The pause and subsequent fallout reignited community discussions about the risks on how manipulation in low-liquidity markets can cascade into systemic losses — even on decentralized platforms built to resist such attacks.
POPCAT price drops 19% after Hyperliquid chaos
The POPCAT token, a Solana-based memecoin that surged in popularity earlier this year, dropped sharply after the liquidation event.
According to data from CoinMarketCap, POPCAT’s price fell around 19% in 24 hours to $0.1262, extending its yearly losses to more than 91%. The coin’s market capitalization now stands at roughly $123 million, reflecting shaken investor confidence after the trading chaos.

Despite the decline, on-chain activity remained elevated as traders speculated on short-term price volatility. POPCAT’s liquidity, however, thinned out further, amplifying fears of similar manipulation attempts in the future.
Not the first manipulation on Hyperliquid
It is not the first occasion that Hyperliquid has encountered such a challenge. In March this year, the platform suffered a manipulation incident of the JELLYJELLY memecoin of Solana, as a trader shorted the token, compelling the HLP vault to take on about $12 million of unrealized losses.
The event triggered the demand of stricter risk management and Hyperliquid delisted JELLYJELLY, which was criticized to have its governance not as decentralized as it purports.
Event exposes DeFi’s leverage and liquidity risks
The Hyperliquid-POPCAT event underscores the delicate nature of the relationship between decentralization, leverage, and liquidity.
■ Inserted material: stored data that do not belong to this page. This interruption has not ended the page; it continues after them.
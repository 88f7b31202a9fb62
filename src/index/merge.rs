//! Compaction: merging segments and reclaiming tombstoned space.
//!
//! Small segments accumulate as batches flush; every extra segment adds
//! fan-out to each term lookup. The merge policy picks an adjacent run of
//! small segments and a k-way merge rewrites them as one, dropping postings
//! for tombstoned documents along the way. The merge works entirely against
//! a snapshot and only takes the publish lock for the final swap, so queries
//! and ingestion continue throughout.
//!
//! [`MergeScheduler`] runs the policy on a background thread fed by a
//! channel; [`Index::optimize`] is the synchronous full merge.

use std::collections::{BTreeMap, BTreeSet};
use std::sync::Arc;
use std::thread::JoinHandle;

use ahash::AHashSet;
use crossbeam_channel::{Sender, unbounded};
use tracing::{debug, warn};

use crate::error::{NaginataError, Result};
use crate::index::batch::SealedBatch;
use crate::index::manifest::SegmentEntry;
use crate::index::posting::{Posting, PostingList};
use crate::index::segment::{self, SegmentReader};
use crate::index::{Index, LiveState};

/// Compaction policy configuration.
#[derive(Debug, Clone)]
pub struct MergeConfig {
    /// Merge is considered once the segment count exceeds this.
    pub max_segments: usize,

    /// Minimum number of segments worth merging at once.
    pub min_merge_segments: usize,

    /// Maximum number of segments merged in one pass.
    pub segments_per_merge: usize,

    /// Upper bound on the combined input size of one merge, bounding the
    /// cost of any single compaction pass.
    pub max_merged_bytes: u64,
}

impl Default for MergeConfig {
    fn default() -> Self {
        MergeConfig {
            max_segments: 8,
            min_merge_segments: 2,
            segments_per_merge: 4,
            max_merged_bytes: 64 * 1024 * 1024,
        }
    }
}

impl MergeConfig {
    /// Whether the segment count warrants a compaction pass.
    pub fn should_merge(&self, segment_count: usize) -> bool {
        segment_count > self.max_segments
    }

    /// Pick the adjacent run of segments with the smallest combined size.
    ///
    /// Only adjacent segments may merge: the segment sequence is ordered
    /// oldest to newest and document shadowing depends on that order.
    /// Returns the index range into `segments`, or `None` if no run fits
    /// the policy.
    pub fn select_merge(&self, segments: &[SegmentEntry]) -> Option<std::ops::Range<usize>> {
        let window = self.segments_per_merge.min(segments.len());
        if window < self.min_merge_segments {
            return None;
        }

        let mut best: Option<(u64, std::ops::Range<usize>)> = None;
        for start in 0..=segments.len() - window {
            let range = start..start + window;
            let combined: u64 = segments[range.clone()].iter().map(|s| s.size_bytes).sum();
            if combined > self.max_merged_bytes {
                continue;
            }
            if best.as_ref().is_none_or(|(size, _)| combined < *size) {
                best = Some((combined, range));
            }
        }

        best.map(|(_, range)| range)
    }
}

impl Index {
    /// Run one compaction pass if the policy calls for it.
    ///
    /// Returns `true` if a merge was performed.
    pub fn maybe_merge(&self) -> Result<bool> {
        let live = self.live().read().clone();
        if !self.config().merge.should_merge(live.readers.len()) {
            return Ok(false);
        }
        let Some(range) = self.config().merge.select_merge(&live.manifest.segments) else {
            return Ok(false);
        };
        self.compact(live, range)?;
        Ok(true)
    }

    /// Merge every segment into one and clear the tombstone set.
    ///
    /// Returns the document IDs whose tombstones were reclaimed, so the
    /// document store can purge them. A fully compacted index (at most one
    /// segment, no tombstones) is left untouched.
    pub fn optimize(&self) -> Result<Vec<u64>> {
        self.flush()?;

        let live = self.live().read().clone();
        if live.readers.len() <= 1 && live.manifest.tombstones.is_empty() {
            return Ok(Vec::new());
        }

        let reclaimed = live.manifest.tombstones.clone();
        let range = 0..live.readers.len();
        self.compact(live, range)?;
        Ok(reclaimed)
    }

    /// Merge the given adjacent run of segments from `live` into one new
    /// segment and publish the result.
    ///
    /// A full-range merge also clears the tombstone set, since no segment
    /// can still contain a tombstoned posting afterwards. Partial merges
    /// keep the set: a tombstoned document may survive in segments outside
    /// the run. If a concurrent compaction replaced any of the inputs before
    /// publication, the pass errors out without changing the live state.
    fn compact(&self, live: Arc<LiveState>, range: std::ops::Range<usize>) -> Result<()> {
        let full_range = range == (0..live.readers.len());
        let inputs = &live.readers[range.clone()];
        let input_entries = &live.manifest.segments[range.clone()];

        debug!(
            inputs = inputs.len(),
            full = full_range,
            "starting compaction"
        );

        let (entries, doc_count) = merge_readers(inputs, &live.manifest.tombstones)?;
        let new_entry = if entries.is_empty() {
            None
        } else {
            Some(segment::write_segment(
                self.storage().as_ref(),
                &entries,
                doc_count,
            )?)
        };

        // Publication: re-locate the inputs in the current live state (a
        // flush may have appended segments since the merge began), splice in
        // the replacement, save the manifest, swap. If any input is gone or
        // the run was rearranged by a concurrent compaction, publishing
        // would drop segments the merge never read, so the pass is
        // abandoned and the inputs stay live.
        {
            let _guard = self.publish_lock().lock();
            let current = self.live().read().clone();
            let segments = &current.manifest.segments;

            let Some(start) = segments.iter().position(|s| s.id == input_entries[0].id) else {
                return self.abandon_compaction(&new_entry);
            };
            let end = start + input_entries.len();
            let run_intact = end <= segments.len()
                && segments[start..end]
                    .iter()
                    .zip(input_entries)
                    .all(|(live_entry, input)| live_entry.id == input.id);
            if !run_intact {
                return self.abandon_compaction(&new_entry);
            }
            // A segment appended mid-merge may still hold a tombstoned
            // document, so tombstones are reclaimed only when the output
            // replaces the whole current sequence.
            let covers_current = start == 0 && end == segments.len();

            let mut manifest = current.manifest.clone();
            let mut readers = current.readers.clone();

            let replacement_reader = match &new_entry {
                Some(entry) => Some(SegmentReader::open(self.storage().as_ref(), entry)?),
                None => None,
            };

            manifest.segments.splice(start..end, new_entry.clone());
            readers.splice(start..end, replacement_reader);

            if full_range && covers_current {
                // Only reclaim tombstones the merge actually applied; a
                // delete that raced in after the merge snapshot must survive.
                let applied = &live.manifest.tombstones;
                manifest
                    .tombstones
                    .retain(|t| applied.binary_search(t).is_err());
            }

            manifest.save(self.storage().as_ref())?;
            *self.live().write() = Arc::new(LiveState { manifest, readers });
        }

        // The inputs are unreferenced now. Snapshots taken before the swap
        // keep their readers open; the underlying data stays valid for them.
        for entry in input_entries {
            self.storage().delete_file(&entry.file)?;
        }

        debug!(doc_count, "compaction published");
        Ok(())
    }

    /// Discard an unpublishable merge output and surface the conflict.
    fn abandon_compaction(&self, new_entry: &Option<SegmentEntry>) -> Result<()> {
        if let Some(entry) = new_entry {
            let _ = self.storage().delete_file(&entry.file);
        }
        Err(NaginataError::index(
            "merge inputs no longer form a live run; compaction abandoned",
        ))
    }
}

/// K-way merge over the sorted term streams of `readers` (oldest first).
///
/// Postings for the same term are combined across inputs with newest-wins
/// document deduplication; tombstoned documents are dropped. Returns the
/// term-sorted entries and the distinct document count of the output.
fn merge_readers(
    readers: &[Arc<SegmentReader>],
    tombstones: &[u64],
) -> Result<(Vec<(String, PostingList)>, u64)> {
    let mut terms: BTreeSet<String> = BTreeSet::new();
    for reader in readers {
        terms.extend(reader.terms().map(|t| t.to_string()));
    }

    let mut entries = Vec::with_capacity(terms.len());
    let mut doc_ids: AHashSet<u64> = AHashSet::new();

    for term in terms {
        let mut merged: BTreeMap<u64, Posting> = BTreeMap::new();

        for reader in readers.iter().rev() {
            if let Some(list) = reader.postings(&term)? {
                for posting in list.postings {
                    if tombstones.binary_search(&posting.doc_id).is_ok() {
                        continue;
                    }
                    merged.entry(posting.doc_id).or_insert(posting);
                }
            }
        }

        if merged.is_empty() {
            continue;
        }
        doc_ids.extend(merged.keys().copied());
        entries.push((
            term,
            PostingList {
                postings: merged.into_values().collect(),
            },
        ));
    }

    Ok((entries, doc_ids.len() as u64))
}

enum MergeMessage {
    /// Publish a sealed batch, then consider merging.
    Publish(SealedBatch),
    /// Consider merging now.
    Trigger,
    /// Stop the worker.
    Shutdown,
}

/// Background compaction worker.
///
/// Owns a thread that publishes sealed batches and runs the merge policy off
/// the ingestion path. Failures are logged and leave the index in its last
/// good state; the worker keeps serving subsequent requests.
pub struct MergeScheduler {
    sender: Sender<MergeMessage>,
    handle: Option<JoinHandle<()>>,
}

impl std::fmt::Debug for MergeScheduler {
    fn fmt(&self, f: &mut std::fmt::Formatter<'_>) -> std::fmt::Result {
        f.debug_struct("MergeScheduler").finish_non_exhaustive()
    }
}

impl MergeScheduler {
    /// Start the worker thread for the given index.
    pub fn start(index: Arc<Index>) -> Self {
        let (sender, receiver) = unbounded();

        let handle = std::thread::spawn(move || {
            while let Ok(message) = receiver.recv() {
                match message {
                    MergeMessage::Publish(sealed) => {
                        if let Err(e) = index.publish_sealed(sealed) {
                            warn!("background flush failed: {e}");
                            continue;
                        }
                        if let Err(e) = index.maybe_merge() {
                            warn!("background merge failed: {e}");
                        }
                    }
                    MergeMessage::Trigger => {
                        if let Err(e) = index.maybe_merge() {
                            warn!("background merge failed: {e}");
                        }
                    }
                    MergeMessage::Shutdown => break,
                }
            }
        });

        MergeScheduler {
            sender,
            handle: Some(handle),
        }
    }

    /// Hand a sealed batch to the worker for publication.
    pub fn publish(&self, sealed: SealedBatch) {
        let _ = self.sender.send(MergeMessage::Publish(sealed));
    }

    /// Ask the worker to run the merge policy.
    pub fn trigger(&self) {
        let _ = self.sender.send(MergeMessage::Trigger);
    }

    /// Stop the worker and wait for in-flight work to finish.
    pub fn shutdown(&mut self) {
        let _ = self.sender.send(MergeMessage::Shutdown);
        if let Some(handle) = self.handle.take() {
            let _ = handle.join();
        }
    }
}

impl Drop for MergeScheduler {
    fn drop(&mut self) {
        self.shutdown();
    }
}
Although the decentralized exchanges are transparent and have the benefit of the user control, they are prone to market manipulations and quick liquidations, particularly when traders take advantage of the thinly traded markets.
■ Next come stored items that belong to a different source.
//! Segment format checks against the file storage backend.

use std::sync::Arc;

use naginata::error::{NaginataError, Result};
use naginata::index::posting::{Posting, PostingList};
use naginata::index::segment::{SegmentReader, write_segment};
use naginata::storage::{FileStorage, Storage, StorageConfig};

fn file_storage(dir: &std::path::Path, use_mmap: bool) -> Arc<dyn Storage> {
    let config = StorageConfig {
        use_mmap,
        ..Default::default()
    };
    Arc::new(FileStorage::new(dir, config).unwrap())
}

fn sample_entries() -> Vec<(String, PostingList)> {
    let list = |postings: &[(u64, &[u32])]| {
        let mut out = PostingList::new();
        for &(doc_id, positions) in postings {
            out.push_posting(Posting::new(doc_id, positions.to_vec())).unwrap();
        }
        out
    };

    // Terms must be sorted; gaps exercise the delta encoding.
    vec![
        ("alpha".to_string(), list(&[(1, &[0, 7]), (1000, &[3])])),
        ("beta".to_string(), list(&[(2, &[0])])),
        ("gamma".to_string(), list(&[(1, &[1]), (2, &[5]), (3, &[9, 100000])])),
    ]
}

#[test]
fn segment_written_and_read_back() -> Result<()> {
    let dir = tempfile::tempdir()?;
    let storage = file_storage(dir.path(), false);

    let entries = sample_entries();
    let entry = write_segment(storage.as_ref(), &entries, 4)?;
    assert_eq!(entry.term_count, 3);
    assert_eq!(entry.doc_count, 4);

    let reader = SegmentReader::open(storage.as_ref(), &entry)?;
    for (term, expected) in &entries {
        let got = reader.postings(term)?.expect("term must be present");
        assert_eq!(&got, expected);
    }
    assert!(reader.postings("delta")?.is_none());

    let terms: Vec<&str> = reader.terms().collect();
    assert_eq!(terms, vec!["alpha", "beta", "gamma"]);
    Ok(())
}

#[test]
fn segment_readable_through_mmap() -> Result<()> {
    let dir = tempfile::tempdir()?;

    let entry = {
        let storage = file_storage(dir.path(), false);
        write_segment(storage.as_ref(), &sample_entries(), 4)?
    };

    let storage = file_storage(dir.path(), true);
    let reader = SegmentReader::open(storage.as_ref(), &entry)?;
    let got = reader.postings("gamma")?.unwrap();
    assert_eq!(got.doc_frequency(), 3);
    Ok(())
}

#[test]
fn bit_flip_is_detected_as_corruption() -> Result<()> {
    let dir = tempfile::tempdir()?;
    let storage = file_storage(dir.path(), false);

    let entry = write_segment(storage.as_ref(), &sample_entries(), 4)?;

    let path = dir.path().join(&entry.file);
    let mut data = std::fs::read(&path)?;
    let mid = data.len() / 2;
    data[mid] ^= 0x01;
    std::fs::write(&path, &data)?;

    let result = SegmentReader::open(storage.as_ref(), &entry);
    assert!(matches!(result, Err(NaginataError::CorruptSegment(_))));
    Ok(())
}

#[test]
fn truncated_file_is_detected_as_corruption() -> Result<()> {
    let dir = tempfile::tempdir()?;
    let storage = file_storage(dir.path(), false);

    let entry = write_segment(storage.as_ref(), &sample_entries(), 4)?;

    let path = dir.path().join(&entry.file);
    let data = std::fs::read(&path)?;
    std::fs::write(&path, &data[..data.len() / 2])?;

    let result = SegmentReader::open(storage.as_ref(), &entry);
    assert!(matches!(result, Err(NaginataError::CorruptSegment(_))));
    Ok(())
}

#[test]
fn wrong_magic_is_detected() -> Result<()> {
    let dir = tempfile::tempdir()?;
    let storage = file_storage(dir.path(), false);

    let entry = write_segment(storage.as_ref(), &sample_entries(), 4)?;

    let path = dir.path().join(&entry.file);
    let data = std::fs::read(&path)?;
    // A file of the right length that is not a segment at all.
    std::fs::write(&path, vec![0u8; data.len()])?;

    let result = SegmentReader::open(storage.as_ref(), &entry);
    assert!(matches!(result, Err(NaginataError::CorruptSegment(_))));
    Ok(())
}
In the case of Hyperliquid, the episode can lead to reevaluation of its leverage model and risk management, especially in its community vault structure. To the wider DeFi community, it is an example of how harmful unregulated leverage in memecoin markets can be – where speculation can easily surpass the stability.
At this point, Hyperliquid has not given a clear schedule of when it will be able to restore deposits and withdrawals. To traders and investors, however, Wednesday was a bright reminder, in decentralized finance, manipulation and market shocks can still strike hard and fast.